Tenho respeito pelo PL e pelas pessoas com quem caminhei nos últimos anos. Foi uma decisão pensada, tomada com tranquilidade e sem qualquer questão pessoal. Entendi que este é o momento de encerrar esse ciclo e seguir um novo caminho. Saio sem briga, sem ressentimento e com respeito por todos.Romário, em nota
Mandato de Romário vai até fev/2031
Romário disse que seu mandato no Senado é prioridade. Ele foi eleito em 2022 e ocupará o cargo até o dia 1º de fevereiro de 2031. “Partido é uma escolha política. Meu compromisso com o Rio de Janeiro e com as pessoas que me elegeram está acima de qualquer escolha partidária. É isso que vai continuar orientando minhas decisões e o meu trabalho no Senado.”
Em abril, Romário reassumiu a cadeira no Senado após uma licença de quatro meses.O período de afastamento começou em dezembro e, enquanto ele esteve fora, sua cadeira foi ocupada por Bruno Bonetti (PL-RJ). Bonetti é próximo da família Bolsonaro, votou a favor do PL da dosimetria, que beneficia envolvidos nos atos antidemocráticos de 8 de janeiro, incluindo o ex-presidente Jair Bolsonaro (PL).

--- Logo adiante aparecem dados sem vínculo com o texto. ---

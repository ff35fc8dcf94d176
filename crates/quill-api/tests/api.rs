//! End-to-end tests of the API router against an in-memory database.

use std::sync::Arc;

use axum::{
    Router,
    body::Body,
    http::{Request, StatusCode, header},
};
use http_body_util::BodyExt;
use serde_json::{Value, json};
use tower::ServiceExt;

use quill_api::auth::{AppState, AppStateInner, create_token};
use quill_db::Database;

const SECRET: &str = "test-secret";

struct TestApp {
    router: Router,
    state: AppState,
}

impl TestApp {
    fn new() -> Self {
        let state: AppState = Arc::new(AppStateInner {
            db: Database::open_in_memory().unwrap(),
            jwt_secret: SECRET.into(),
            token_ttl: chrono::Duration::minutes(15),
        });
        Self {
            router: quill_api::router(state.clone()),
            state,
        }
    }

    async fn send(
        &self,
        method: &str,
        uri: &str,
        token: Option<&str>,
        body: Option<Value>,
    ) -> (StatusCode, Value) {
        let mut builder = Request::builder().method(method).uri(uri);
        if let Some(token) = token {
            builder = builder.header(header::AUTHORIZATION, format!("Bearer {token}"));
        }
        let req = match body {
            Some(body) => builder
                .header(header::CONTENT_TYPE, "application/json")
                .body(Body::from(body.to_string()))
                .unwrap(),
            None => builder.body(Body::empty()).unwrap(),
        };

        let resp = self.router.clone().oneshot(req).await.unwrap();
        let status = resp.status();
        let bytes = resp.into_body().collect().await.unwrap().to_bytes();
        let value = if bytes.is_empty() {
            Value::Null
        } else {
            serde_json::from_slice(&bytes).unwrap_or_else(|_| {
                Value::String(String::from_utf8_lossy(&bytes).into_owned())
            })
        };
        (status, value)
    }

    async fn register(&self, username: &str) -> StatusCode {
        let (status, _) = self
            .send(
                "POST",
                "/register",
                None,
                Some(json!({
                    "username": username,
                    "email": format!("{username}@example.com"),
                    "password": "password123",
                })),
            )
            .await;
        status
    }

    /// Registers `username` and returns a bearer token for them.
    async fn user(&self, username: &str) -> String {
        assert_eq!(self.register(username).await, StatusCode::CREATED);
        let (status, body) = self
            .send(
                "POST",
                "/login",
                None,
                Some(json!({
                    "email": format!("{username}@example.com"),
                    "password": "password123",
                })),
            )
            .await;
        assert_eq!(status, StatusCode::OK);
        body["access_token"].as_str().unwrap().to_string()
    }

    async fn create_post(&self, token: &str, title: &str, content: &str) -> Value {
        let (status, body) = self
            .send(
                "POST",
                "/posts",
                Some(token),
                Some(json!({ "title": title, "content": content })),
            )
            .await;
        assert_eq!(status, StatusCode::CREATED);
        body
    }

    fn count(&self, table: &str) -> i64 {
        self.state
            .db
            .with_conn(|conn| {
                Ok(conn.query_row(&format!("SELECT COUNT(*) FROM {table}"), [], |r| r.get(0))?)
            })
            .unwrap()
    }
}

#[tokio::test]
async fn health_is_public() {
    let app = TestApp::new();
    let (status, body) = app.send("GET", "/health", None, None).await;
    assert_eq!(status, StatusCode::OK);
    assert_eq!(body["status"], "ok");
}

#[tokio::test]
async fn duplicate_username_is_rejected_once() {
    let app = TestApp::new();
    assert_eq!(app.register("ada").await, StatusCode::CREATED);

    let (status, body) = app
        .send(
            "POST",
            "/register",
            None,
            Some(json!({ "username": "ada", "email": "other@example.com", "password": "pw" })),
        )
        .await;
    assert_eq!(status, StatusCode::BAD_REQUEST);
    assert_eq!(body["message"], "User already exists");
    assert_eq!(app.count("users"), 1);
}

#[tokio::test]
async fn duplicate_email_is_rejected() {
    let app = TestApp::new();
    assert_eq!(app.register("ada").await, StatusCode::CREATED);

    let (status, body) = app
        .send(
            "POST",
            "/register",
            None,
            Some(json!({ "username": "grace", "email": "ada@example.com", "password": "pw" })),
        )
        .await;
    assert_eq!(status, StatusCode::BAD_REQUEST);
    assert_eq!(body["message"], "Email already exists");
}

#[tokio::test]
async fn register_requires_every_field() {
    let app = TestApp::new();

    let (status, _) = app
        .send("POST", "/register", None, Some(json!({ "username": "ada" })))
        .await;
    assert_eq!(status, StatusCode::BAD_REQUEST);

    let (status, _) = app
        .send(
            "POST",
            "/register",
            None,
            Some(json!({ "username": "  ", "email": "a@example.com", "password": "pw" })),
        )
        .await;
    assert_eq!(status, StatusCode::BAD_REQUEST);

    let (status, _) = app.send("POST", "/register", None, None).await;
    assert_eq!(status, StatusCode::BAD_REQUEST);
    assert_eq!(app.count("users"), 0);
}

#[tokio::test]
async fn login_token_authorizes_profile() {
    let app = TestApp::new();
    assert_eq!(app.register("ada").await, StatusCode::CREATED);

    let (status, body) = app
        .send(
            "POST",
            "/login",
            None,
            Some(json!({ "email": "ada@example.com", "password": "password123" })),
        )
        .await;
    assert_eq!(status, StatusCode::OK);
    assert_eq!(body["user"]["username"], "ada");
    assert!(body["user"].get("password_hash").is_none());

    let token = body["access_token"].as_str().unwrap();
    let (status, profile) = app.send("GET", "/user/profile", Some(token), None).await;
    assert_eq!(status, StatusCode::OK);
    assert_eq!(profile["email"], "ada@example.com");
    assert!(profile["posts"].as_array().unwrap().is_empty());
}

#[tokio::test]
async fn wrong_password_never_issues_a_token() {
    let app = TestApp::new();
    assert_eq!(app.register("ada").await, StatusCode::CREATED);

    for (email, password) in [("ada@example.com", "nope"), ("nobody@example.com", "password123")] {
        let (status, body) = app
            .send("POST", "/login", None, Some(json!({ "email": email, "password": password })))
            .await;
        assert_eq!(status, StatusCode::UNAUTHORIZED);
        assert_eq!(body["message"], "Invalid credentials");
        assert!(body.get("access_token").is_none());
    }
}

#[tokio::test]
async fn missing_and_invalid_tokens_are_distinguished() {
    let app = TestApp::new();

    let (status, body) = app.send("GET", "/user/profile", None, None).await;
    assert_eq!(status, StatusCode::UNAUTHORIZED);
    assert!(body["message"].as_str().unwrap().starts_with("Missing token"));

    let (status, body) = app.send("GET", "/user/profile", Some("garbage"), None).await;
    assert_eq!(status, StatusCode::UNPROCESSABLE_ENTITY);
    assert!(body["message"].as_str().unwrap().starts_with("Invalid token"));

    let req = Request::builder()
        .uri("/user/profile")
        .header(header::AUTHORIZATION, "Token abc")
        .body(Body::empty())
        .unwrap();
    let resp = app.router.clone().oneshot(req).await.unwrap();
    assert_eq!(resp.status(), StatusCode::UNAUTHORIZED);
}

#[tokio::test]
async fn expired_token_is_unauthorized() {
    let app = TestApp::new();
    app.user("ada").await;

    let expired = create_token(SECRET, 1, chrono::Duration::hours(-2)).unwrap();
    let (status, body) = app.send("GET", "/user/profile", Some(&expired), None).await;
    assert_eq!(status, StatusCode::UNAUTHORIZED);
    assert_eq!(body["message"], "Token has expired");
}
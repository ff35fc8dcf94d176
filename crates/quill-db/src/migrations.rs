use anyhow::Result;
use rusqlite::Connection;
use tracing::info;

/// Idempotent: every statement is guarded with `IF NOT EXISTS`.
pub fn run(conn: &Connection) -> Result<()> {
    conn.execute_batch(
        "
        CREATE TABLE IF NOT EXISTS users (
            id              INTEGER PRIMARY KEY AUTOINCREMENT,
            username        TEXT NOT NULL UNIQUE,
            email           TEXT NOT NULL UNIQUE,
            password_hash   TEXT NOT NULL,
            avatar          TEXT
        );

        CREATE TABLE IF NOT EXISTS posts (
            id          INTEGER PRIMARY KEY AUTOINCREMENT,
            title       TEXT NOT NULL,
            content     TEXT NOT NULL,
            image       TEXT,
            created_at  TEXT NOT NULL DEFAULT (strftime('%Y-%m-%dT%H:%M:%fZ', 'now')),
            user_id     INTEGER NOT NULL REFERENCES users(id) ON DELETE CASCADE
        );

        CREATE INDEX IF NOT EXISTS idx_posts_created
            ON posts(created_at);

        CREATE INDEX IF NOT EXISTS idx_posts_user
            ON posts(user_id, created_at);

        CREATE TABLE IF NOT EXISTS comments (
            id          INTEGER PRIMARY KEY AUTOINCREMENT,
            content     TEXT NOT NULL,
            created_at  TEXT NOT NULL DEFAULT (strftime('%Y-%m-%dT%H:%M:%fZ', 'now')),
            user_id     INTEGER NOT NULL REFERENCES users(id) ON DELETE CASCADE,
            post_id     INTEGER NOT NULL REFERENCES posts(id) ON DELETE CASCADE
        );

        CREATE INDEX IF NOT EXISTS idx_comments_post
            ON comments(post_id, created_at);

        CREATE INDEX IF NOT EXISTS idx_comments_user
            ON comments(user_id);
        ",
    )?;

    info!("Database migrations complete");
    Ok(())
}
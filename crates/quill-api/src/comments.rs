use axum::{
    Extension, Json,
    extract::{Path, State},
    http::StatusCode,
    response::IntoResponse,
};
use tracing::info;

use quill_db::is_constraint_violation;
use quill_types::api::{CreateCommentRequest, MessageResponse};

use crate::auth::{AppState, with_db};
use crate::convert::comment_response;
use crate::error::ApiError;
use crate::extract::ApiJson;
use crate::middleware::AuthUser;

pub async fn add_comment(
    State(state): State<AppState>,
    Extension(auth): Extension<AuthUser>,
    Path(post_id): Path<i64>,
    ApiJson(req): ApiJson<CreateCommentRequest>,
) -> Result<impl IntoResponse, ApiError> {
    if req.content.trim().is_empty() {
        return Err(ApiError::bad_request("Comment content is required"));
    }

    let row = with_db(&state, move |db| {
        if db.get_post(post_id)?.is_none() {
            return Err(ApiError::not_found("Post not found"));
        }
        db.create_comment(post_id, auth.id, &req.content).map_err(|e| {
            // The post can disappear between the check and the insert.
            if is_constraint_violation(&e) {
                ApiError::not_found("Post not found")
            } else {
                ApiError::from(e)
            }
        })
    })
    .await?;

    Ok((StatusCode::CREATED, Json(comment_response(row))))
}

/// DELETE /comments/{comment_id}: allowed to the comment's author and to the
/// owner of the post it sits under.
pub async fn delete_comment(
    State(state): State<AppState>,
    Extension(auth): Extension<AuthUser>,
    Path(comment_id): Path<i64>,
) -> Result<impl IntoResponse, ApiError> {
    with_db(&state, move |db| {
        let comment = db
            .get_comment(comment_id)?
            .ok_or_else(|| ApiError::not_found("Comment not found"))?;

        let post_owner = db.get_post(comment.post_id)?.map(|p| p.user_id);
        if comment.user_id != auth.id && post_owner != Some(auth.id) {
            return Err(ApiError::forbidden());
        }

        db.delete_comment(comment_id)?;
        Ok(())
    })
    .await?;

    info!("Comment {} deleted by user {}", comment_id, auth.id);

    Ok(Json(MessageResponse::new("Comment deleted")))
}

Durante a Copa, disse que abriria mão do salário no Senado após receber críticas por atuar como comentarista da CazéTV. No ofício enviado na ocasião, o parlamentar pedia a adoção de providências administrativas, no Congresso, para que não fosse paga a remuneração pelo período entre 11 de junho e 19 de julho — datas do primeiro e do último dia da competição.